With Nate about to accept an award at a campus celebration, Jules and Ophelia are reached out to by Nate's friend Miles, who disowned Nate and revealed he raped one other girl in the past who was silenced. Miles helps acquire Nate's confession while the latter was on a drug fueled rant about rape victims deserving what they get. Jules and Ophelia play the recording at the ceremony, ruining Nate's reputation. Ophelia manages to frame a child molester who got off on a technicality for Carter's murder, but Tyler is still shaken up by his step brothers murder. Nate is approached by Landon Mayes, proposing they team up against the vigilantes. Harris becomes disillusioned by the law refusing to help victims to preserve Darlington's reputation, and opts to side with Jules and Ophelia. In the meantime, Jules and Ophelia are considered heroes for fighting injustice and many people reach out to them for help.

== Cast ==

===Main===
- Eliza Bennett as Jules Thomas
- Taylor Dearden as Ophelia Mayer
- Brandon Mychal Smith as Harris James
- Nick Fink as Tyler Finn

===Recurring===
- Dylan McTee as Nate Griffin
- Aisha Dee as Kennedy Cates
- Skyler Day as Mackenzie Dalton
- Victoria Park as Gaby Cho
- Lindsay Chambers as Fiona Price
- Matt Angel as Officer Mike Veach
- Stephen Friedrich as Evan
- Greg Worswick as Barton
- Ethan Dawes as Miles Forrester
- Max Ehrich as Landon Mays
- Corinne Foxx as Rachel
- Drew Hellenthal as Tommy Cope
- James MacDonald as Officer Ballard
- Carter Jenkins as Will Powell
- Gerald Downey as Coach Howard

==Episodes==

| No. | Title | Directed by | Written by | Original release date | US viewers (millions) |
| 1 | "The Blueprint" | Joseph Kahn Rebecca Thomas | Jennifer Kaytin Robinson | November 15, 2016 | 0.27 |
Jules, the perfect sorority sister, balances her life of being a college student while also serving up vigilante justice on her school's campus.
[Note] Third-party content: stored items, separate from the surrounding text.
// Copyright (c) 2026 Bountyy Oy. All rights reserved.
// This software is proprietary and confidential.

//! Static signature knowledge base.
//!
//! Patterns are plain strings here and compiled case-insensitively on first
//! use. A pattern that fails to compile is dropped, so it can never match.

use once_cell::sync::Lazy;
use regex::{Regex, RegexBuilder};

pub struct ErrorSignature {
    pub label: &'static str,
    pub patterns: &'static [&'static str],
    pub confidence: f64,
}

pub const ERROR_SIGNATURES: &[ErrorSignature] = &[
    ErrorSignature {
        label: "extension_blocked",
        patterns: &[
            r"invalid file type",
            r"file type not allowed",
            r"only.*allowed",
            r"extension.*not permitted",
            r"extension.*not supported",
            r"file extension.*invalid",
            r"unsupported file type",
            r"prohibited file type",
        ],
        confidence: 0.9,
    },
    ErrorSignature {
        label: "mime_type_rejected",
        patterns: &[
            r"invalid mime type",
            r"content-type.*not allowed",
            r"mime.*not supported",
            r"wrong content type",
        ],
        confidence: 0.85,
    },
    ErrorSignature {
        label: "size_limit",
        patterns: &[
            r"file too large",
            r"exceeds.*size limit",
            r"maximum file size",
            r"file.*too big",
        ],
        confidence: 0.95,
    },
    ErrorSignature {
        label: "upload_success",
        patterns: &[
            r"successfully uploaded",
            r"file uploaded",
            r"has been uploaded",
            r"upload.*success",
            r"file.*saved",
            r"upload complete",
        ],
        confidence: 0.9,
    },
];

pub struct WafSignature {
    pub vendor: &'static str,
    pub headers: &'static [&'static str],
    pub status_codes: &'static [u16],
    pub body_patterns: &'static [&'static str],
    pub bypass_techniques: &'static [&'static str],
    pub confidence_boost: f64,
}

pub const WAF_SIGNATURES: &[WafSignature] = &[
    WafSignature {
        vendor: "ModSecurity",
        headers: &[r"X-ModSecurity", r"X-OWASP-ModSecurity"],
        status_codes: &[406, 501],
        body_patterns: &[
            r"mod_security",
            r"ModSecurity",
            r"This request has been blocked",
            r"OWASP ModSecurity Core Rule Set",
            r"406 Not Acceptable",
        ],
        bypass_techniques: &["encoding", "case_variation", "null_byte", "fragmentation"],
        confidence_boost: 0.9,
    },
    WafSignature {
        vendor: "Cloudflare",
        headers: &[r"CF-RAY", r"CF-Cache-Status", r"__cfduid", r"cf-request-id"],
        status_codes: &[403, 1020, 1010],
        body_patterns: &[r"cloudflare", r"Attention Required", r"Error 1020", r"Ray ID", r"cf-ray"],
        bypass_techniques: &["origin_ip", "encoding", "fragmentation"],
        confidence_boost: 0.95,
    },
    WafSignature {
        vendor: "AWS WAF",
        headers: &[r"X-AMZ-CF-ID", r"X-AMZ-ID", r"X-Amzn-RequestId"],
        status_codes: &[403],
        body_patterns: &[r"AWS WAF", r"Access Denied", r"RequestId", r"X-Amz"],
        bypass_techniques: &["encoding", "case_variation"],
        confidence_boost: 0.85,
    },
    WafSignature {
        vendor: "Imperva",
        headers: &[r"X-Iinfo", r"X-CDN", r"Set-Cookie.*visid_incap"],
        status_codes: &[403],
        body_patterns: &[r"Incapsula", r"Imperva", r"Access Denied", r"incapsula"],
        bypass_techniques: &["encoding", "time_delay", "fragmentation"],
        confidence_boost: 0.9,
    },
    WafSignature {
        vendor: "Akamai",
        headers: &[r"X-Akamai-Request-ID", r"Akamai-Origin-Hop"],
        status_codes: &[403],
        body_patterns: &[r"Akamai", r"Access Denied", r"Reference #"],
        bypass_techniques: &["origin_ip", "encoding"],
        confidence_boost: 0.85,
    },
    WafSignature {
        vendor: "F5 BIG-IP",
        headers: &[r"X-WA-Info", r"BigIP", r"X-Cnection"],
        status_codes: &[403],
        body_patterns: &[r"F5", r"BigIP", r"Access Denied", r"The requested URL was rejected"],
        bypass_techniques: &["encoding", "case_variation"],
        confidence_boost: 0.8,
    },
];

pub struct ServerSignature {
    pub name: &'static str,
    /// Tried in order; a first capture group is the version.
    pub patterns: &'static [&'static str],
}

pub const SERVER_SIGNATURES: &[ServerSignature] = &[
    ServerSignature {
        name: "Apache",
        patterns: &[r"Apache/([\d.]+)", r"^Apache"],
    },
    ServerSignature {
        name: "Nginx",
        patterns: &[r"nginx/([\d.]+)", r"^nginx"],
    },
    ServerSignature {
        name: "IIS",
        patterns: &[r"Microsoft-IIS/([\d.]+)", r"Microsoft-IIS"],
    },
    ServerSignature {
        name: "LiteSpeed",
        patterns: &[r"LiteSpeed/([\d.]+)", r"^LiteSpeed"],
    },
];

pub struct LanguageSignature {
    pub name: &'static str,
    /// Matched against `name: value` header lines.
    pub header_patterns: &'static [&'static str],
    pub body_patterns: &'static [&'static str],
    pub error_patterns: &'static [&'static str],
}

pub const LANGUAGE_SIGNATURES: &[LanguageSignature] = &[
    LanguageSignature {
        name: "PHP",
        header_patterns: &[r"X-Powered-By: PHP/([\d.]+)", r"Set-Cookie: PHPSESSID="],
        body_patterns: &[r"<\?php", r"Fatal error.*PHP", r"Warning.*PHP", r"Parse error.*PHP"],
        error_patterns: &[r"PHP Warning", r"PHP Fatal error", r"PHP Parse error"],
    },
    LanguageSignature {
        name: "Java",
        header_patterns: &[r"X-Powered-By: Servlet", r"JSESSIONID"],
        body_patterns: &[r"<%@", r"javax\.", r"java\."],
        error_patterns: &[r"java\.lang\.", r"javax\.servlet\."],
    },
    LanguageSignature {
        name: "ASP.NET",
        header_patterns: &[r"X-AspNet-Version", r"X-Powered-By: ASP\.NET", r"ASP\.NET_SessionId"],
        body_patterns: &[r"<%@", r"__VIEWSTATE"],
        error_patterns: &[r"System\.Web\.", r"Microsoft\.AspNetCore\."],
    },
];

pub const ERROR_VERSION_PATTERN: &str = r"(\d+\.\d+\.\d+)";

pub struct FrameworkSignature {
    pub name: &'static str,
    pub patterns: &'static [&'static str],
}

pub const FRAMEWORK_SIGNATURES: &[FrameworkSignature] = &[
    FrameworkSignature {
        name: "Laravel",
        patterns: &[r"laravel_session", r"Laravel", r"Illuminate\\"],
    },
    FrameworkSignature {
        name: "Symfony",
        patterns: &[r"Symfony", r"symfony/"],
    },
    FrameworkSignature {
        name: "Spring",
        patterns: &[r"Spring Framework", r"springframework"],
    },
    FrameworkSignature {
        name: "Express",
        patterns: &[r"X-Powered-By: Express", r"Express"],
    },
];

pub struct OsSignature {
    pub name: &'static str,
    pub patterns: &'static [&'static str],
    pub version_pattern: Option<&'static str>,
}

pub const OS_SIGNATURES: &[OsSignature] = &[
    OsSignature {
        name: "Linux",
        patterns: &[
            r"/usr/bin",
            r"/var/www",
            r"/etc/",
            r"/home/",
            r"Linux",
            r"Ubuntu",
            r"Debian",
            r"CentOS",
        ],
        version_pattern: Some(r"(?:Ubuntu|Debian|CentOS|Linux)[\s/](\d+\.?\d*)"),
    },
    OsSignature {
        name: "Windows",
        patterns: &[
            r"C:\\Windows",
            r"C:\\Program Files",
            r"\\WINDOWS\\",
            r"Microsoft-IIS",
            r"ASP\.NET",
        ],
        version_pattern: None,
    },
];

/// Markers that the uploaded source came back unexecuted.
pub const SOURCE_VISIBLE_MARKERS: &[&str] = &[r"<\?php", r"<%@", r"<%"];

pub const LINUX_FILE_INDICATORS: &[&str] = &[
    r"root:x:0:0",
    r"daemon:x:",
    r"/bin/bash",
    r"/bin/sh",
    r"Linux version",
    r"www-data:",
];

pub const WINDOWS_FILE_INDICATORS: &[&str] = &[
    r"\[boot loader\]",
    r"Windows Registry",
    r"Microsoft Windows",
    r"C:\\Windows",
];

pub const EXECUTION_MARKERS: &[&str] = &["EXEC_OK", "EXECUTED"];

/// Public directories uploads commonly land in; the filename follows.
pub const UPLOAD_DIRECTORIES: &[&str] = &[
    "/files/avatars/",
    "/files/uploads/",
    "/static/uploads/",
    "/assets/uploads/",
    "/user/uploads/",
    "/uploads/",
    "/upload/",
    "/media/",
    "/avatar/",
    "/profile/",
];

/// Attribute references whose first group is a full upload path.
pub const UPLOAD_REFERENCE_PATTERNS: &[&str] = &[
    r#"src="([^"]*uploads[^"]*)""#,
    r#"href="([^"]*uploads[^"]*)""#,
    r#"src="([^"]*avatars[^"]*)""#,
];

/// Compile a pattern case-insensitively; `None` when it is invalid.
pub fn compile(pattern: &str) -> Option<Regex> {
    RegexBuilder::new(pattern).case_insensitive(true).build().ok()
}

pub fn compile_all(patterns: &[&str]) -> Vec<Regex> {
    patterns.iter().filter_map(|p| compile(p)).collect()
}

pub struct CompiledError {
    pub label: &'static str,
    pub confidence: f64,
    pub patterns: Vec<Regex>,
}

pub struct CompiledWaf {
    pub signature: &'static WafSignature,
    pub headers: Vec<(&'static str, Regex)>,
    pub body: Vec<(&'static str, Regex)>,
}

pub struct CompiledLanguage {
    pub name: &'static str,
    pub headers: Vec<Regex>,
    pub body: Vec<Regex>,
    pub errors: Vec<Regex>,
}

pub static ERROR_RULES: Lazy<Vec<CompiledError>> = Lazy::new(|| {
    ERROR_SIGNATURES
        .iter()
        .map(|sig| CompiledError {
            label: sig.label,
            confidence: sig.confidence,
            patterns: compile_all(sig.patterns),
        })
        .collect()
});

pub static WAF_RULES: Lazy<Vec<CompiledWaf>> = Lazy::new(|| {
    fn labelled(patterns: &[&'static str]) -> Vec<(&'static str, Regex)> {
        patterns
            .iter()
            .filter_map(|p| compile(p).map(|re| (*p, re)))
            .collect()
    }

    WAF_SIGNATURES
        .iter()
        .map(|sig| CompiledWaf {
            signature: sig,
            headers: labelled(sig.headers),
            body: labelled(sig.body_patterns),
        })
        .collect()
});

pub static SERVER_RULES: Lazy<Vec<(&'static str, Vec<Regex>)>> = Lazy::new(|| {
    SERVER_SIGNATURES
        .iter()
        .map(|sig| (sig.name, compile_all(sig.patterns)))
        .collect()
});

pub static LANGUAGE_RULES: Lazy<Vec<CompiledLanguage>> = Lazy::new(|| {
    LANGUAGE_SIGNATURES
        .iter()
        .map(|sig| CompiledLanguage {
            name: sig.name,
            headers: compile_all(sig.header_patterns),
            body: compile_all(sig.body_patterns),
            errors: compile_all(sig.error_patterns),
        })
        .collect()
});

pub static FRAMEWORK_RULES: Lazy<Vec<(&'static str, Vec<Regex>, Option<Regex>)>> =
    Lazy::new(|| {
        FRAMEWORK_SIGNATURES
            .iter()
            .map(|sig| {
                let version = compile(&format!(r"{}[/\s](\d+\.\d+)", regex::escape(sig.name)));
                (sig.name, compile_all(sig.patterns), version)
            })
            .collect()
    });

pub static OS_RULES: Lazy<Vec<(&'static str, Vec<Regex>, Option<Regex>)>> = Lazy::new(|| {
    OS_SIGNATURES
        .iter()
        .map(|sig| {
            (
                sig.name,
                compile_all(sig.patterns),
                sig.version_pattern.and_then(compile),
            )
        })
        .collect()
});

pub static ERROR_VERSION_RE: Lazy<Option<Regex>> = Lazy::new(|| compile(ERROR_VERSION_PATTERN));

pub static SOURCE_VISIBLE_RULES: Lazy<Vec<Regex>> =
    Lazy::new(|| compile_all(SOURCE_VISIBLE_MARKERS));

pub static FILE_CONTENT_RULES: Lazy<Vec<(&'static str, Vec<Regex>)>> = Lazy::new(|| {
    vec![
        ("linux_files", compile_all(LINUX_FILE_INDICATORS)),
        ("windows_files", compile_all(WINDOWS_FILE_INDICATORS)),
    ]
});

pub static UPLOAD_PATH_RULES: Lazy<Vec<Regex>> = Lazy::new(|| {
    let directory_rules = UPLOAD_DIRECTORIES
        .iter()
        .filter_map(|dir| compile(&format!(r#"({}[^'"\s<>]+)"#, regex::escape(dir))));
    let reference_rules = UPLOAD_REFERENCE_PATTERNS.iter().filter_map(|p| compile(p));
    directory_rules.chain(reference_rules).collect()
});

#[cfg(test)]
mod tests {
    use super::*;

    #[test]
    fn test_all_static_patterns_compile() {
        for sig in ERROR_SIGNATURES {
            assert_eq!(compile_all(sig.patterns).len(), sig.patterns.len(), "{}", sig.label);
        }
        for sig in WAF_SIGNATURES {
            assert_eq!(compile_all(sig.headers).len(), sig.headers.len(), "{}", sig.vendor);
            assert_eq!(compile_all(sig.body_patterns).len(), sig.body_patterns.len());
        }
        for sig in LANGUAGE_SIGNATURES {
            assert_eq!(compile_all(sig.header_patterns).len(), sig.header_patterns.len());
            assert_eq!(compile_all(sig.body_patterns).len(), sig.body_patterns.len());
            assert_eq!(compile_all(sig.error_patterns).len(), sig.error_patterns.len());
        }
        for sig in OS_SIGNATURES {
            assert_eq!(compile_all(sig.patterns).len(), sig.patterns.len(), "{}", sig.name);
        }
        assert_eq!(UPLOAD_PATH_RULES.len(), UPLOAD_DIRECTORIES.len() + UPLOAD_REFERENCE_PATTERNS.len());
    }

    #[test]
    fn test_invalid_pattern_is_dropped() {
        assert!(compile(r"([unclosed").is_none());
        assert_eq!(compile_all(&[r"ok", r"(bad"]).len(), 1);
    }

    #[test]
    fn test_waf_confidence_boosts_in_range() {
        for sig in WAF_SIGNATURES {
            assert!(sig.confidence_boost > 0.0 && sig.confidence_boost <= 1.0);
        }
    }
}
That is until Ophelia, a computer-hacking weed dealer, discovers Jules' secret.
| 2 | "The Writing's on the Wall" | Joseph Kahn | Jennifer Kaytin Robinson | November 22, 2016 | 0.18 |
In light of recent events, Jules ceases her vigilante activities, but when Ophelia shows her how so many girls are also suffering from sexual assault on campus, Jules agrees to continue to fight for revenge with Ophelia.
| 3 | "Sucker" | Brian Dannelly | Amanda Lasher | November 29, 2016 | 0.14 |
After Jules trains Ophelia to become a vigilante, they take on their first target together: a boy using a popular dating app to find his victims.
| 4 | "Tragic Kingdom" | Brian Dannelly | Celeste Ballard | December 6, 2016 | 0.19 |
In order to take down an evil sorority that is brutally hazing their pledges, Ophelia begrudgingly goes undercover in an attempt to dismantle the sorority from the inside.
| 5 | "All Eyez on Me" | Todd Biermann | M. Scott Veach | December 13, 2016 | 0.14 |
Jules and Ophelia plan to takedown a rideshare driver who assaults his drunk and defenseless passengers. After the initial plan goes awry, Ophelia takes matters into her own hands.
| 6 | "Fearless" | Todd Biermann | Jared Frieder | January 3, 2017 | 0.17 |
Ophelia and Jules hole up in the record store with Harris and Tyler when an unexpected visitor sends their night into a tailspin.
| 7 | "Heartbreaker" | Elodie Keene | Jennifer Kaytin Robinson | January 10, 2017 | 0.14 |
In the aftermath of Jules' confession to Kennedy, Jules attempts to dig herself out of her depression by joining Ophelia and Harris on a campus bar crawl.
| 8 | "Back to Black" | Elodie Keene | Jared Frieder & Celeste Ballard | January 17, 2017 | 0.16 |
With nothing left to lose, Jules sets her sights on a public takedown at a frat party. Ophelia, hesitant to let an emotionally unstable Jules pursue a takedown, reluctantly follows suit.
| 9 | "An Innocent Man" | Andrew Young | Amanda Lasher | January 24, 2017 | 0.24 |
Jules, having reconciled with Kennedy, finally reports her sexual assault to the Darlington Title IX office for a proper trial, forcing everyone involved to rehash the events of that night.
| 10 | "Pure Heroine" | Andrew Young | Jennifer Kaytin Robinson | January 24, 2017 | 0.18 |
In the wake of Nate's guilty verdict being overturned by the President of Darlington and Tyler's arrest, the girls have a lot to take care of.

==Critical reception==
Despite the low ratings, the show received positive reviews, and has a 100% rating on Rotten Tomatoes based on reviews from 20 critics.